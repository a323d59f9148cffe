use serde::{Deserialize, Serialize};

/// Duration assumed when the detail lookup has nothing for a video
pub const DEFAULT_DURATION: &str = "PT0S";
/// View count assumed when the detail lookup has nothing for a video
pub const DEFAULT_VIEW_COUNT: &str = "0";

/// A video as returned to the client
#[derive(Debug, Clone, Serialize, Deserialize, PartialEq)]
pub struct Video {
    pub id: String,
    pub title: String,
    pub channel: String,
    /// Formatted view count (e.g. "1.5M")
    pub views: String,
    /// Formatted duration (e.g. "1:02:03")
    pub duration: String,
    pub thumbnail: String,
    pub description: String,
}

/// Success body: `{"videos": [...]}`
#[derive(Debug, Clone, Default, Serialize, Deserialize, PartialEq)]
pub struct VideoList {
    pub videos: Vec<Video>,
}

// ============================================================================
// YouTube Data API v3 Types
// ============================================================================

/// Raw response from GET /search
#[derive(Debug, Clone, Default, Deserialize)]
pub struct SearchListResponse {
    #[serde(default)]
    pub items: Vec<SearchItem>,
}

#[derive(Debug, Clone, Default, Deserialize)]
pub struct SearchItem {
    pub id: SearchItemId,
    #[serde(default)]
    pub snippet: SearchSnippet,
}

impl SearchItem {
    /// The video id, if this result is a video at all
    pub fn video_id(&self) -> Option<&str> {
        self.id.video_id.as_deref()
    }
}

/// Resource id of a search result; only video results carry `videoId`
#[derive(Debug, Clone, Default, Deserialize)]
#[serde(rename_all = "camelCase")]
pub struct SearchItemId {
    #[serde(default)]
    pub video_id: Option<String>,
}

#[derive(Debug, Clone, Default, Deserialize)]
#[serde(rename_all = "camelCase")]
pub struct SearchSnippet {
    #[serde(default)]
    pub title: String,
    #[serde(default)]
    pub channel_title: String,
    #[serde(default)]
    pub description: String,
    #[serde(default)]
    pub thumbnails: Thumbnails,
}

#[derive(Debug, Clone, Default, Deserialize)]
pub struct Thumbnails {
    #[serde(default)]
    pub medium: Option<Thumbnail>,
}

#[derive(Debug, Clone, Deserialize)]
pub struct Thumbnail {
    #[serde(default)]
    pub url: String,
}

/// Raw response from GET /videos
#[derive(Debug, Clone, Default, Deserialize)]
pub struct VideoListResponse {
    #[serde(default)]
    pub items: Vec<VideoDetails>,
}

/// Content details and statistics for one video
#[derive(Debug, Clone, Default, Deserialize)]
#[serde(rename_all = "camelCase")]
pub struct VideoDetails {
    pub id: String,
    #[serde(default)]
    pub content_details: Option<ContentDetails>,
    #[serde(default)]
    pub statistics: Option<Statistics>,
}

impl VideoDetails {
    /// ISO-8601 duration, `PT0S` when absent
    pub fn duration(&self) -> &str {
        self.content_details
            .as_ref()
            .and_then(|details| details.duration.as_deref())
            .unwrap_or(DEFAULT_DURATION)
    }

    /// Raw view count string, `0` when absent or hidden
    pub fn view_count(&self) -> &str {
        self.statistics
            .as_ref()
            .and_then(|stats| stats.view_count.as_deref())
            .unwrap_or(DEFAULT_VIEW_COUNT)
    }
}

#[derive(Debug, Clone, Default, Deserialize)]
pub struct ContentDetails {
    #[serde(default)]
    pub duration: Option<String>,
}

/// The API reports counters as decimal strings
#[derive(Debug, Clone, Default, Deserialize)]
#[serde(rename_all = "camelCase")]
pub struct Statistics {
    #[serde(default)]
    pub view_count: Option<String>,
}
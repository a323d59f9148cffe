use std::sync::Arc;

use crate::{
    config::Config,
    services::{VideoSource, YouTubeClient},
};

/// Shared application state
///
/// Holds nothing mutable: each request builds its own search and result list.
#[derive(Clone, Default)]
pub struct AppState {
    /// `None` when no API key is configured
    video_source: Option<Arc<dyn VideoSource>>,
}

impl AppState {
    /// Builds the YouTube client from configuration, if an API key is present
    pub fn from_config(config: &Config) -> Self {
        let video_source = config.api_key().map(|api_key| {
            Arc::new(YouTubeClient::new(
                reqwest::Client::new(),
                api_key.to_string(),
                config.youtube_api_url.clone(),
            )) as Arc<dyn VideoSource>
        });

        Self { video_source }
    }

    /// State backed by an arbitrary provider
    pub fn with_source(source: Arc<dyn VideoSource>) -> Self {
        Self {
            video_source: Some(source),
        }
    }

    /// State with no API key configured
    pub fn unconfigured() -> Self {
        Self::default()
    }

    pub fn video_source(&self) -> Option<&Arc<dyn VideoSource>> {
        self.video_source.as_ref()
    }
}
· · ·
EXERCISE OBJECTIVE
For the string "lookup", filter the data and copy out each line where it occurs.

WRITTEN SOLUTION
/// Duration assumed when the detail lookup has nothing for a video
/// View count assumed when the detail lookup has nothing for a video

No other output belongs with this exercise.